By Mike Wilmington Wilmington@moviecitynews.com

Wilmington on DVDs. Chinatown.

Chinatown (Four Stars)
U.S.; Roman Polanski, 1974 (Paramount)

“Forget it Jake. It’s Chinatown.”
Those are the last words — chilling, evocative, wised up — of Roman Polanski and Robert Towne’s Chinatown — that great dark tale of politics, murder, and family secrets in ‘30s Los Angeles. No matter what you think of Polanski and his arrest and extradition problems — and I bet they’re more complex than most of the  cut-and-dried “He’s persecuted” or “He’s a fugitive schmuck”  analyses offered by friends or foes — the director’s 1974 private eye movie classic Chinatown is still some kind of masterpiece of neo-noir.

The movie, one of the big commercial-critical hits of its era, was a career peak for director Polanski, the matchless screenwriter Towne, and the superb star team of  Jack Nicholson, Faye Dunaway and John Huston.

It‘s a picture that seems close to perfect of its kind and one of the ‘70s films I love best. Gorgeous and terrifying and sometimes funny as hell, Chinatown tells a romantic/tragic/murder mystery tale of official crimes and personal corruption raging around the real-life L. A. Water scandal, with private sin and public swindles steadily stripped bare by J. J. Gittes (one of Jack Nicholson‘s signature roles), a cynical, natty, smart-ass Hammetesque shamus, with a nose for corruption and a hot-trigger temper.

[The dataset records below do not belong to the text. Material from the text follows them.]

//! Calculation detail models.
//!
//! [`PayPackageCalculation`] is what the preview endpoint returns: the
//! [`PayPackageResult`] itself, the intermediate [`PayBreakdown`] figures, and an
//! [`AuditTrace`] recording each rule that produced them.

use rust_decimal::Decimal;
use serde::{Deserialize, Serialize};

use super::PayPackageResult;

/// The synthetic weekly withholding applied to taxable pay.
#[derive(Debug, Clone, PartialEq, Eq, Serialize, Deserialize)]
#[serde(rename_all = "camelCase")]
pub struct Deductions {
    /// Federal income tax (12%).
    pub federal_income_tax: Decimal,
    /// Social security (6.2%).
    pub social_security: Decimal,
    /// Medicare (1.45%).
    pub medicare: Decimal,
    /// State income tax (4%).
    pub state_income_tax: Decimal,
    /// Sum of the four lines above.
    pub total: Decimal,
}

/// Intermediate figures derived on the way to a [`PayPackageResult`].
///
/// These are never stored; they exist so a caller can show how the result was
/// reached.
#[derive(Debug, Clone, PartialEq, Eq, Serialize, Deserialize)]
#[serde(rename_all = "camelCase")]
pub struct PayBreakdown {
    /// Whole contract weeks used for contract totals.
    pub contract_weeks: u32,
    /// Calendar days between the dates, when both resolved.
    #[serde(skip_serializing_if = "Option::is_none")]
    pub contract_days: Option<i64>,
    /// True when the 13-week fallback was used.
    pub default_weeks_applied: bool,
    /// Regular pay rate × hours per week.
    pub regular_pay: Decimal,
    /// Regular pay + taxable stipend.
    pub taxable_pay: Decimal,
    /// Non-taxable + meals + travel stipends.
    pub non_taxable_stipends: Decimal,
    /// Employer tax share of taxable pay.
    pub employer_tax_amount: Decimal,
    /// Workers' comp share of regular pay.
    pub workers_comp_amount: Decimal,
    /// Housing + travel + bonus + other costs.
    pub additional_costs: Decimal,
    /// Itemised withholding.
    pub deductions: Deductions,
    /// Margin as a percentage of weekly revenue (one decimal place), when
    /// revenue is non-zero.
    #[serde(skip_serializing_if = "Option::is_none")]
    pub margin_percentage: Option<Decimal>,
}

/// A single step in the audit trace recording a calculation decision.
#[derive(Debug, Clone, PartialEq, Eq, Serialize, Deserialize)]
pub struct AuditStep {
    /// The sequential step number.
    pub step_number: u32,
    /// Stable identifier of the rule that was applied.
    pub rule_id: String,
    /// Human-readable name of the rule.
    pub rule_name: String,
    /// The formula the rule evaluates.
    pub formula: String,
    /// The input data for this step.
    pub input: serde_json::Value,
    /// The output data from this step.
    pub output: serde_json::Value,
    /// Human-readable explanation with the actual numbers.
    pub reasoning: String,
}

/// A notable condition found during calculation that is not an error.
#[derive(Debug, Clone, PartialEq, Eq, Serialize, Deserialize)]
pub struct AuditWarning {
    /// A code identifying the type of warning.
    pub code: String,
    /// A human-readable description of the warning.
    pub message: String,
    /// The severity level ("low", "medium", "high").
    pub severity: String,
}

impl AuditWarning {
    /// Creates a warning.
    pub fn new(code: &str, message: impl Into<String>, severity: &str) -> Self {
        Self {
            code: code.to_string(),
            message: message.into(),
            severity: severity.to_string(),
        }
    }
}

/// The complete audit trace for a calculation.
///
/// # Example
///
/// ```
/// use pay_package_engine::models::AuditTrace;
///
/// let trace = AuditTrace::default();
/// assert!(trace.steps.is_empty());
/// assert!(trace.warnings.is_empty());
/// ```
#[derive(Debug, Clone, Default, PartialEq, Eq, Serialize, Deserialize)]
pub struct AuditTrace {
    /// The sequence of calculation steps.
    pub steps: Vec<AuditStep>,
    /// Any warnings generated during calculation.
    pub warnings: Vec<AuditWarning>,
}

impl AuditTrace {
    /// Returns true if a warning with the given code was recorded.
    pub fn has_warning(&self, code: &str) -> bool {
        self.warnings.iter().any(|w| w.code == code)
    }
}

/// A result together with how it was derived.
#[derive(Debug, Clone, PartialEq, Eq, Serialize, Deserialize)]
pub struct PayPackageCalculation {
    /// The calculated pay package.
    pub result: PayPackageResult,
    /// Intermediate figures.
    pub breakdown: PayBreakdown,
    /// The rule-by-rule trace.
    pub audit_trace: AuditTrace,
}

Gittes is an anti-Philip Marlowe detective. He’s proud of taking divorce cases (Marlowe disdained them), and he’s not too queasy about selling out. He’s also much less sexually reticent than Raymond Chandler’s pipe-smoking knight of the mean streets — though he cracks just as wise. Fundamentally, Gittes is a survivor. He likes his nose, he likes breathing through it, but he finds it increasingly hard to keep it unbloodied and out of rich L. A. people’s business as he keeps digging deeper into what starts as a simple infidelity investigation and then broadens to include a vast conspiracy, intertwined with the deadly history of immaculately evil nabob Noah Cross (played by the devilishly genial Huston) and his desperate, wounded daughter Evelyn Mulwray (Dunaway) — a nasty web that includes Polanski himself as the cocky little fedora-topped Cross torpedo (with a Polish accent) who calls Gittes “Kitty-Kat” and slices up his proboscis for a memento mori.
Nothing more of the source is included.